Why Sam Halmarack is amazing and why I am a dick (unrelated)
Went to Forest Fringe last night and it was sweeeeeeet. I got to apologise to Andy for being a twat at least 3 or 4 times, and I discovered by new favourite thing in the history of everything: Sam Halmarack and the Miserablites. (I find it’s easier to remember if you call them Sam Allardyce and the Mysterons though. Just a wee tip for you there.)
After a first half of Augusto Corrieri (nice slides, nice voice, nice delivery - a thinky thing about inside and outside and space and negative space and big grand empty theatres very unlike The Gate) and Dan Canham (excellent use of masking tape and FUCKING INCREDIBLE EXORCIST FINGERS), I felt a bit chilled out and therapised and not at all like sitting through some theatre-maker’s fucking musical side-project. Darling, I grew out of gigs yahs ago.

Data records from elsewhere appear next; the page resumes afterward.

//! Typed messages streamed from the orchestrator to its consumer

use serde::{Deserialize, Serialize};

use crate::constants::protocol;

/// Identity of one of the two programs under comparison.
#[derive(Debug, Clone, Copy, PartialEq, Eq, Serialize, Deserialize)]
pub enum Candidate {
    B,
    C,
}

impl Candidate {
    pub fn label(&self) -> &'static str {
        match self {
            Candidate::B => "B",
            Candidate::C => "C",
        }
    }
}

impl std::fmt::Display for Candidate {
    fn fmt(&self, f: &mut std::fmt::Formatter<'_>) -> std::fmt::Result {
        f.write_str(self.label())
    }
}

/// One message on the orchestrator's stream.
///
/// Structured discrepancy reporting is framed: the payload variants between
/// [`DiscrepancyStart`] and [`DiscrepancyEnd`] describe one discrepancy and
/// must be buffered by the consumer as one atomic unit. A [`FailingInput`]
/// outside any frame carries the last input that reproduced a candidate
/// failure, so it stays retrievable even when the run did not end in a
/// discrepancy.
///
/// [`DiscrepancyStart`]: LogMessage::DiscrepancyStart
/// [`DiscrepancyEnd`]: LogMessage::DiscrepancyEnd
/// [`FailingInput`]: LogMessage::FailingInput
#[derive(Debug, Clone, Serialize, Deserialize)]
pub enum LogMessage {
    /// Free-form narrative: phase transitions, heartbeats, failure reports
    Narrative(String),
    DiscrepancyStart,
    /// Input payload of a discrepancy frame, or the reproducing input of a
    /// candidate failure
    FailingInput(String),
    /// Stdout of one candidate inside a discrepancy frame
    CandidateOutput(Candidate, String),
    /// Rendered side-by-side diff of the two candidate outputs
    Diff(String),
    DiscrepancyEnd,
}

impl LogMessage {
    /// Render as one line of the plain-text wire protocol.
    pub fn to_wire(&self) -> String {
        match self {
            LogMessage::Narrative(text) => text.clone(),
            LogMessage::DiscrepancyStart => protocol::DISCREPANCY_START.to_string(),
            LogMessage::FailingInput(input) => format!("{}{input}", protocol::INPUT_PREFIX),
            LogMessage::CandidateOutput(Candidate::B, output) => {
                format!("{}{output}", protocol::OUTPUT_B_PREFIX)
            }
            LogMessage::CandidateOutput(Candidate::C, output) => {
                format!("{}{output}", protocol::OUTPUT_C_PREFIX)
            }
            LogMessage::Diff(diff) => format!("{}{diff}", protocol::DIFF_PREFIX),
            LogMessage::DiscrepancyEnd => protocol::DISCREPANCY_END.to_string(),
        }
    }
}

#[cfg(test)]
mod tests {
    use super::*;

    #[test]
    fn wire_rendering_matches_protocol() {
        assert_eq!(
            LogMessage::DiscrepancyStart.to_wire(),
            "_DISCREPANCY_START_"
        );
        assert_eq!(LogMessage::DiscrepancyEnd.to_wire(), "_DISCREPANCY_END_");
        assert_eq!(
            LogMessage::FailingInput("5".into()).to_wire(),
            "_INPUT_::5"
        );
        assert_eq!(
            LogMessage::CandidateOutput(Candidate::B, "6".into()).to_wire(),
            "_OUTPUT_B_::6"
        );
        assert_eq!(
            LogMessage::CandidateOutput(Candidate::C, "7".into()).to_wire(),
            "_OUTPUT_C_::7"
        );
        assert_eq!(LogMessage::Diff("x".into()).to_wire(), "_DIFF_::x");
        assert_eq!(
            LogMessage::Narrative("plain line".into()).to_wire(),
            "plain line"
        );
    }

    #[test]
    fn messages_survive_json_transport() {
        // Consumers may ship the stream as JSON; framing and payloads must
        // come back intact.
        let frame = vec![
            LogMessage::DiscrepancyStart,
            LogMessage::FailingInput("7".into()),
            LogMessage::CandidateOutput(Candidate::B, "7".into()),
            LogMessage::CandidateOutput(Candidate::C, "8".into()),
            LogMessage::DiscrepancyEnd,
        ];
        let encoded = serde_json::to_string(&frame).unwrap();
        let decoded: Vec<LogMessage> = serde_json::from_str(&encoded).unwrap();
        assert_eq!(decoded.len(), frame.len());
        for (before, after) in frame.iter().zip(&decoded) {
            assert_eq!(before.to_wire(), after.to_wire());
        }
    }

    #[test]
    fn payload_text_resembling_sentinels_stays_unambiguous() {
        // The tagged union keeps framing explicit even when a payload line
        // contains sentinel-looking text.
        let message = LogMessage::FailingInput("_DISCREPANCY_END_".into());
        assert!(matches!(message, LogMessage::FailingInput(_)));
        assert_eq!(message.to_wire(), "_INPUT_::_DISCREPANCY_END_");
    }
}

And then, almost inevitably, it was the greatest thing ever ever ever EVER. I can’t say too much for fear of being the cock who tells you Bruce Willis is dead from the start, but Sam Allardyce and the Mysterons Halmarack and the Miserablites are easily one of the best bands I’ve seen since, oooh… even since before I stopped going to see bands. Which sounds flippant but I don’t mean it to be. His voice completely broke my heart at least twice.

When I left the pub afterwards I started thinking again about the community that Forest Fringe has helped to grow. It’s absolutely true that it exists and that artists presenting new work under their banner can be confident that they’ll see friendly faces looking back at them. Last night I was intellectually challenged by Augusto Corrieri, then absolutely in awe of Dan Canham and how his body moves in UNBELIEVABLE ways, but it wasn’t until Sam Halmarack that an audience turned into a bunch of mates. I guess it’s a form thing. In the original review/preview that Lyn Gardner wrote last week, it was her line about the traditional relationship between spectator and performer that made me wonder about inclusivity and cliqueyness and all that shit. Maybe the impression I had got of Forest Fringe as some sort of private members’ club for performers on the bread-line comes not from FF as an organisation, but simply because the nature of the work they are programming expects an audience to involve themselves. Of course people are going to get to know one another if they have a common goal, a shared task, a game to play. That’s why we played Blocky-Off on the first day I joined the Brownies. That’s why we had to do group venue research in fresher’s week three years ago. That’s why museums are good for first dates.
IT’S ALL SO OBVIOUS NOW.
PS: You should go to Sam Halmarack’s tumblr because it’s ace.